WHAT NEEDS TO BE DONE
Give the data again in full, with every character unchanged.

GIVEN ENTRIES
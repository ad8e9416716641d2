//! Structural and referential validation.
//!
//! An extensible rule-based system in the same shape on every level: each
//! rule implements [`ValidationRule`], the [`Validator`] owns the registry
//! and runs them all, and the output is a flat list of [`Diagnostic`]s.
//! Rules never short-circuit - every entity is visited exactly once per
//! rule, however broken the rest of the document is.
//!
//! # Adding a new rule
//!
//! 1. Create a new file in `validation/rules/`
//! 2. Implement `ValidationRule` for your struct
//! 3. Add it to the `Validator::new()` constructor
//!
//! # Division of labor
//!
//! Shape problems the model builder could not interpret arrive as stub
//! entities; their diagnostics are emitted by the analysis pipeline from the
//! stub records, so rules skip entities with `is_valid = false`. Dangling
//! `goto`/`retry` targets on *step* actions are reported by the transition
//! graph builder (which must resolve them anyway to decide whether to draw
//! the edge); the rules here resolve everything the graph pass never sees
//! (workflow-level defaults, `dependsOn`, sub-workflow references,
//! component references).

pub mod rules;

#[cfg(test)]
mod tests;

use crate::diagnostics::Diagnostic;
use crate::model::DocumentModel;

/// Trait that all validation rules must implement.
///
/// Rules should be:
/// - **Independent** - no rule depends on another rule's results
/// - **Total** - visit the whole model, collect everything, never bail early
/// - **Clear** - produce actionable messages anchored to a useful range
pub trait ValidationRule: Send + Sync {
    /// Unique identifier for this rule (e.g., "step-structure")
    fn id(&self) -> &'static str;

    /// Human-readable description of what this rule checks
    fn description(&self) -> &'static str;

    /// Run the validation and return any diagnostics found.
    fn validate(&self, model: &DocumentModel) -> Vec<Diagnostic>;
}

/// The main validator that orchestrates all validation rules.
pub struct Validator {
    rules: Vec<Box<dyn ValidationRule>>,
}

impl Validator {
    /// Create a new validator with all built-in rules.
    pub fn new() -> Self {
        Self {
            rules: vec![
                Box::new(rules::DocumentRootRule),
                Box::new(rules::WorkflowStructureRule),
                Box::new(rules::StepStructureRule),
                Box::new(rules::ActionRule),
            ],
        }
    }

    /// Run all validation rules and collect diagnostics.
    pub fn validate(&self, model: &DocumentModel) -> Vec<Diagnostic> {
        self.rules
            .iter()
            .flat_map(|rule| {
                let found = rule.validate(model);
                tracing::trace!(rule = rule.id(), count = found.len(), "rule finished");
                found
            })
            .collect()
    }

    /// All registered rules, for documentation and tooling.
    pub fn rules(&self) -> impl Iterator<Item = (&'static str, &'static str)> + '_ {
        self.rules.iter().map(|r| (r.id(), r.description()))
    }
}

impl Default for Validator {
    fn default() -> Self {
        Self::new()
    }
}

/// Validate a document model with the built-in rule set.
pub fn validate_document(model: &DocumentModel) -> Vec<Diagnostic> {
    Validator::new().validate(model)
}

FINISHED EXERCISE
repository ad8e9416716641d2
//! Structural and referential validation.
//!
//! An extensible rule-based system in the same shape on every level: each
//! rule implements [`ValidationRule`], the [`Validator`] owns the registry
//! and runs them all, and the output is a flat list of [`Diagnostic`]s.
//! Rules never short-circuit - every entity is visited exactly once per
//! rule, however broken the rest of the document is.
//!
//! # Adding a new rule
//!
//! 1. Create a new file in `validation/rules/`
//! 2. Implement `ValidationRule` for your struct
//! 3. Add it to the `Validator::new()` constructor
//!
//! # Division of labor
//!
//! Shape problems the model builder could not interpret arrive as stub
//! entities; their diagnostics are emitted by the analysis pipeline from the
//! stub records, so rules skip entities with `is_valid = false`. Dangling
//! `goto`/`retry` targets on *step* actions are reported by the transition
//! graph builder (which must resolve them anyway to decide whether to draw
//! the edge); the rules here resolve everything the graph pass never sees
//! (workflow-level defaults, `dependsOn`, sub-workflow references,
//! component references).

pub mod rules;

#[cfg(test)]
mod tests;

use crate::diagnostics::Diagnostic;
use crate::model::DocumentModel;

/// Trait that all validation rules must implement.
///
/// Rules should be:
/// - **Independent** - no rule depends on another rule's results
/// - **Total** - visit the whole model, collect everything, never bail early
/// - **Clear** - produce actionable messages anchored to a useful range
pub trait ValidationRule: Send + Sync {
    /// Unique identifier for this rule (e.g., "step-structure")
    fn id(&self) -> &'static str;

    /// Human-readable description of what this rule checks
    fn description(&self) -> &'static str;

    /// Run the validation and return any diagnostics found.
    fn validate(&self, model: &DocumentModel) -> Vec<Diagnostic>;
}

/// The main validator that orchestrates all validation rules.
pub struct Validator {
    rules: Vec<Box<dyn ValidationRule>>,
}

impl Validator {
    /// Create a new validator with all built-in rules.
    pub fn new() -> Self {
        Self {
            rules: vec![
                Box::new(rules::DocumentRootRule),
                Box::new(rules::WorkflowStructureRule),
                Box::new(rules::StepStructureRule),
                Box::new(rules::ActionRule),
            ],
        }
    }

    /// Run all validation rules and collect diagnostics.
    pub fn validate(&self, model: &DocumentModel) -> Vec<Diagnostic> {
        self.rules
            .iter()
            .flat_map(|rule| {
                let found = rule.validate(model);
                tracing::trace!(rule = rule.id(), count = found.len(), "rule finished");
                found
            })
            .collect()
    }

    /// All registered rules, for documentation and tooling.
    pub fn rules(&self) -> impl Iterator<Item = (&'static str, &'static str)> + '_ {
        self.rules.iter().map(|r| (r.id(), r.description()))
    }
}

impl Default for Validator {
    fn default() -> Self {
        Self::new()
    }
}

/// Validate a document model with the built-in rule set.
pub fn validate_document(model: &DocumentModel) -> Vec<Diagnostic> {
    Validator::new().validate(model)
}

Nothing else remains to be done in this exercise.